James Lomas, Miqdad Asaria, Laura Bojke, Chris P. Gale, Gerry Richardson, Simon Walker

Abstract

Variation exists in the resource categories included in economic evaluations, and National Institute for Health and Care Excellence (NICE) guidance suggests the inclusion only of costs related to the index condition or intervention. However, there is a growing consensus that all healthcare costs should be included in economic evaluations for Health Technology Assessments (HTAs), particularly those related to extended years of life.

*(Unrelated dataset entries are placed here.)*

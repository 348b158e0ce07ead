// ABOUTME: Pure analytics over already-fetched conversations
// ABOUTME: Resolution breakdowns, metric means, weighted performance, tag co-occurrence and dashboards
//
// SPDX-License-Identifier: MIT OR Apache-2.0
// Copyright (c) 2025 ConvoInsight

//! # Analytics
//!
//! Nothing in this module touches the store. Services fetch documents, read
//! them through [`Conversation`](convoinsight_core::models::Conversation) and
//! hand them here. Every percentage is `count / denominator * 100` and is 0
//! when the denominator is 0.

/// Dashboard overview and ranked value lists
pub mod dashboard;
/// Per-agent performance summaries and the weighted score
pub mod performance;
/// Resolution-status tallies
pub mod resolution;
/// Tag co-occurrence and per-tag resolution rates
pub mod tags;

pub use dashboard::{ConversationMetrics, Dashboard, Overview, RankedHotWord, RankedTag};
pub use performance::{AgentPerformance, PerformanceScorer};
pub use resolution::{ResolutionRates, ResolutionTally};
pub use tags::{co_occurrence, resolution_rates_by_tag, TagPair, TagResolutionRate};

/// `count / total * 100`, or 0 when `total` is 0
#[must_use]
pub fn percentage(count: u64, total: u64) -> f64 {
    if total == 0 {
        0.0
    } else {
        count as f64 / total as f64 * 100.0
    }
}

/// Running arithmetic mean
#[derive(Debug, Clone, Copy, Default, PartialEq)]
pub struct Mean {
    sum: f64,
    samples: u64,
}

impl Mean {
    /// Add a value when present; absent values are skipped
    pub fn add_present(&mut self, value: Option<f64>) {
        if let Some(value) = value {
            self.sum += value;
            self.samples += 1;
        }
    }

    /// Add a value, counting an absent one as 0
    pub fn add_or_zero(&mut self, value: Option<f64>) {
        self.sum += value.unwrap_or_default();
        self.samples += 1;
    }

    /// The mean, or 0 with no samples
    #[must_use]
    pub fn value(&self) -> f64 {
        if self.samples == 0 {
            0.0
        } else {
            self.sum / self.samples as f64
        }
    }
}

#[cfg(test)]
mod tests {
    use super::*;

    #[test]
    fn test_percentage_of_zero_is_zero() {
        assert!(percentage(5, 0).abs() < f64::EPSILON);
        assert!((percentage(1, 4) - 25.0).abs() < f64::EPSILON);
    }

    #[test]
    fn test_mean_variants() {
        let mut present = Mean::default();
        let mut zeroed = Mean::default();
        for value in [Some(80.0), None, Some(60.0)] {
            present.add_present(value);
            zeroed.add_or_zero(value);
        }
        assert!((present.value() - 70.0).abs() < f64::EPSILON);
        assert!((zeroed.value() - 140.0 / 3.0).abs() < 1e-9);
        assert!(Mean::default().value().abs() < f64::EPSILON);
    }
}
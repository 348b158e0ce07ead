// ABOUTME: Dashboard overview computation: message means, metric means and ranked value lists
// ABOUTME: Means are taken over the conversations where the field is present
//
// SPDX-License-Identifier: MIT OR Apache-2.0
// Copyright (c) 2025 ConvoInsight

use convoinsight_core::models::{Conversation, MetricKind};
use serde::Serialize;

use super::{percentage, Mean};

/// Collection size and mean message counts
#[derive(Debug, Clone, Copy, Default, PartialEq, Serialize)]
pub struct Overview {
    /// Number of conversations
    #[serde(rename = "totalConversations")]
    pub total_conversations: u64,
    /// Mean `interactionAnalysis.totalMessages`
    #[serde(rename = "avg_totalMessages")]
    pub avg_total_messages: f64,
    /// Mean `interactionAnalysis.agentMessages`
    #[serde(rename = "avg_agentMessages")]
    pub avg_agent_messages: f64,
    /// Mean `interactionAnalysis.userMessages`
    #[serde(rename = "avg_userMessages")]
    pub avg_user_messages: f64,
}

impl Overview {
    /// Compute the overview of `conversations`
    #[must_use]
    pub fn from_conversations(conversations: &[Conversation]) -> Self {
        let mut total = Mean::default();
        let mut agent = Mean::default();
        let mut user = Mean::default();
        for conversation in conversations {
            let analysis = &conversation.interaction_analysis;
            total.add_present(analysis.total_messages);
            agent.add_present(analysis.agent_messages);
            user.add_present(analysis.user_messages);
        }

        Self {
            total_conversations: conversations.len() as u64,
            avg_total_messages: total.value(),
            avg_agent_messages: agent.value(),
            avg_user_messages: user.value(),
        }
    }
}

/// Mean of each quality metric
#[derive(Debug, Clone, Copy, Default, PartialEq, Serialize)]
pub struct ConversationMetrics {
    /// Mean satisfaction
    pub avg_satisfaction: f64,
    /// Mean resolution
    pub avg_resolution: f64,
    /// Mean attitude
    pub avg_attitude: f64,
    /// Mean security
    pub avg_security: f64,
    /// Mean risk
    pub avg_risk: f64,
}

impl ConversationMetrics {
    /// Compute metric means over the conversations carrying each metric
    #[must_use]
    pub fn from_conversations(conversations: &[Conversation]) -> Self {
        let mut means = [Mean::default(); MetricKind::ALL.len()];
        for conversation in conversations {
            for (mean, kind) in means.iter_mut().zip(MetricKind::ALL) {
                mean.add_present(conversation.metrics.value(kind));
            }
        }

        let [satisfaction, resolution, attitude, security, risk] = means.map(|mean| mean.value());
        Self {
            avg_satisfaction: satisfaction,
            avg_resolution: resolution,
            avg_attitude: attitude,
            avg_security: security,
            avg_risk: risk,
        }
    }
}

/// A tag and its share of all conversations
#[derive(Debug, Clone, PartialEq, Serialize)]
pub struct RankedTag {
    /// Tag
    pub tag: String,
    /// Occurrences
    pub count: u64,
    /// Share of all conversations
    pub percentage: f64,
}

/// A hot word and its share of all conversations
#[derive(Debug, Clone, PartialEq, Serialize)]
pub struct RankedHotWord {
    /// Word
    pub word: String,
    /// Occurrences
    pub count: u64,
    /// Share of all conversations
    pub percentage: f64,
}

impl RankedTag {
    /// Attach percentages of `total` to ranked `(tag, count)` pairs
    pub fn rank(counts: impl IntoIterator<Item = (String, u64)>, total: u64) -> Vec<Self> {
        counts
            .into_iter()
            .map(|(tag, count)| Self {
                tag,
                count,
                percentage: percentage(count, total),
            })
            .collect()
    }
}

impl RankedHotWord {
    /// Attach percentages of `total` to ranked `(word, count)` pairs
    pub fn rank(counts: impl IntoIterator<Item = (String, u64)>, total: u64) -> Vec<Self> {
        counts
            .into_iter()
            .map(|(word, count)| Self {
                word,
                count,
                percentage: percentage(count, total),
            })
            .collect()
    }
}

/// The `GET /dashboard` payload
#[derive(Debug, Clone, PartialEq, Serialize)]
pub struct Dashboard {
    /// Counts and message means
    pub overview: Overview,
    /// Metric means
    #[serde(rename = "conversationMetrics")]
    pub conversation_metrics: ConversationMetrics,
    /// Most frequent tags
    #[serde(rename = "Top_tags")]
    pub top_tags: Vec<RankedTag>,
    /// Most frequent hot words
    #[serde(rename = "Top_hotwords")]
    pub top_hot_words: Vec<RankedHotWord>,
}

We aimed to quantify the impact of a range of cost categories on the adoption decision about a hypothetical intervention, and uncertainty around that decision, for stable coronary artery disease (SCAD) based on a dataset comprising 94,966 patients. Three costing scenarios were considered: coronary heart disease (CHD) costs only, cardiovascular disease (CVD) costs and all costs. The first two illustrate different interpretations of what might be regarded as related costs. Employing a 20-year time horizon, the highest mean expected incremental cost was when all costs were included (£2468) and the lowest when CVD costs only were included (£2377). The probability of the treatment being cost effective, estimating health opportunity costs using a ratio of £30,000 per quality-adjusted life-year (QALY), was different for each of the CHD (70%) costs, CVD costs (73%) and all costs (56%) scenarios. The results concern a hypothetical intervention and are illustrative only, as such they cannot necessarily be generalised to all interventions and diseases. Cost categories included in an economic evaluation of SCAD impact on estimates of both cost effectiveness and decision uncertainty. With an aging and co-morbid population, the inclusion of all healthcare costs may have important ramifications for the selection of healthcare provision on economic grounds.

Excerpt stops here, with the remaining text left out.